LAWS(P&H)-1985-12-4

TATA CHEMICALS LTD Vs. STEPAN CHEMICALS LTD

Decided On December 20, 1985
TATA CHEMICALS LTD Appellant
V/S
STEPAN CHEMICALS LTD Respondents

JUDGEMENT

(1.) COMPANY Petition No. 98 of 1981 was filed against M/s. Stepan Chemicals Ltd. , respondent No. 1, for its winding up. During its pendency, the petitioners, M/s. Tata Chemicals Ltd. , moved this application for being impleaded in that petition as creditors of the respondent-company and to allow them to proceed with the petition for winding up in case the same is withdrawn. At the appellate stage, that petition was dismissed as withdrawn, vide order dated September 26, 1984. Thereafter, this petition, which had been adjourned sine die to await the decision in Company Appeal No. 8 of 1983, was revived.

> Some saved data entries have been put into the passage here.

//! Event rule definitions.
//!
//! An [`EventRule`] describes where a candidate date comes from: the source
//! table, which records qualify, which column carries the date, and how
//! records from the same rule are ordered among themselves. Rules are
//! immutable descriptors; their position in a rule list is their `event_nr`.

use std::collections::BTreeSet;

use serde::{Deserialize, Serialize};

use crate::condition::Condition;
use crate::error::{DeriveError, Result};

/// Where a rule reads its records from.
#[derive(Debug, Clone, PartialEq, Eq, Serialize, Deserialize)]
#[serde(tag = "kind", rename_all = "snake_case")]
pub enum EventSource {
    /// A named input table (e.g. `VS`, `AE`).
    Dataset { name: String },
    /// The dataset under construction, as derived so far.
    Snapshot,
}

impl EventSource {
    pub fn dataset(name: impl Into<String>) -> Self {
        Self::Dataset { name: name.into() }
    }

    pub fn is_snapshot(&self) -> bool {
        matches!(self, Self::Snapshot)
    }

    /// Display label used in logs and errors.
    pub fn label(&self) -> &str {
        match self {
            Self::Dataset { name } => name,
            Self::Snapshot => "snapshot",
        }
    }
}

/// Traceability attached to a resolved value.
///
/// Mirrors the ADaM `--DOM` / `--SEQ` / `--VAR` triple: the domain the date
/// came from, the column holding the record's sequence number, and the
/// variable the date was read from.
#[derive(Debug, Clone, PartialEq, Eq, Serialize, Deserialize)]
pub struct Provenance {
    pub domain: String,
    pub seq_column: Option<String>,
    pub variable: String,
}

impl Provenance {
    pub fn new(domain: impl Into<String>, variable: impl Into<String>) -> Self {
        Self {
            domain: domain.into(),
            seq_column: None,
            variable: variable.into(),
        }
    }

    pub fn with_seq_column(mut self, column: impl Into<String>) -> Self {
        self.seq_column = Some(column.into());
        self
    }
}

/// One candidate-event definition.
#[derive(Debug, Clone, PartialEq, Serialize, Deserialize)]
pub struct EventRule {
    /// Stable identifier reported alongside the resolved value.
    pub id: String,
    pub source: EventSource,
    /// Records failing this predicate never become candidates.
    #[serde(default)]
    pub condition: Condition,
    /// Column holding the ISO 8601 date that becomes the output value.
    pub date_column: String,
    /// Secondary key columns, compared only between records of this rule.
    #[serde(default)]
    pub order: Vec<String>,
    pub provenance: Provenance,
}

impl EventRule {
    /// Creates a rule with no condition, no secondary order, and provenance
    /// pointing at the source and date column.
    pub fn new(id: impl Into<String>, source: EventSource, date_column: impl Into<String>) -> Self {
        let date_column = date_column.into();
        let domain = match &source {
            EventSource::Dataset { name } => name.to_uppercase(),
            EventSource::Snapshot => "SNAPSHOT".to_string(),
        };
        Self {
            id: id.into(),
            provenance: Provenance::new(domain, date_column.clone()),
            source,
            condition: Condition::Always,
            date_column,
            order: Vec::new(),
        }
    }

    pub fn with_condition(mut self, condition: Condition) -> Self {
        self.condition = condition;
        self
    }

    pub fn with_order<I, S>(mut self, columns: I) -> Self
    where
        I: IntoIterator<Item = S>,
        S: Into<String>,
    {
        self.order = columns.into_iter().map(Into::into).collect();
        self
    }

    pub fn with_provenance(mut self, provenance: Provenance) -> Self {
        self.provenance = provenance;
        self
    }

    /// Every column this rule reads from its source, besides the subject key.
    pub fn required_columns(&self) -> BTreeSet<&str> {
        let mut columns = self.condition.columns();
        columns.insert(self.date_column.as_str());
        for column in &self.order {
            columns.insert(column.as_str());
        }
        if let Some(seq) = &self.provenance.seq_column {
            columns.insert(seq.as_str());
        }
        columns
    }
}

/// Checks that rule ids are unique, so provenance stays unambiguous.
pub fn validate_rules(rules: &[EventRule]) -> Result<()> {
    let mut seen = BTreeSet::new();
    for rule in rules {
        if !seen.insert(rule.id.as_str()) {
            return Err(DeriveError::DuplicateRule(rule.id.clone()));
        }
    }
    Ok(())
}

(2.) THE prayer has been opposed by learned counsel for the respondents on the sole ground that the permission could be granted prior to the disposal of the main petition and once it has been dismissed, the court has become functus officio and has no jurisdiction to pass any order in the present petition. The contention is wholly misconceived. Permission under Rule 101 of the Companies (Court) Rules, 1959, can be granted when the petitioner in the main petition consents to withdraw the same or to allow it to be dismissed. The words "allow it to be dismissed" clearly envisage that another creditor can be allowed to be substituted and pursue the petition even after it has been got dismissed by the main petitioner.

(3.) THE matter can be looked at from another angle also. In the present case, the company judge has allowed the petition. At the appellate stage, the present petitioner was not made a party and the petition was dismissed on an agreement of the parties to the appeal. Although the present application was pending, the present petitioner got no opportunity to seek permission to pursue the main petition at the time when the same was allowed to be dismissed. If the provisions of Rule 101 are interpreted in the manner suggested by learned counsel for the respondents, then the petition, like the present one, would always be rendered infructuous by adopting a similar course as was done in the present case. I am, therefore, of the view that the cause of action would be available to the petitioner even after the earlier petition has already been dismissed at the behest of the main petitioner.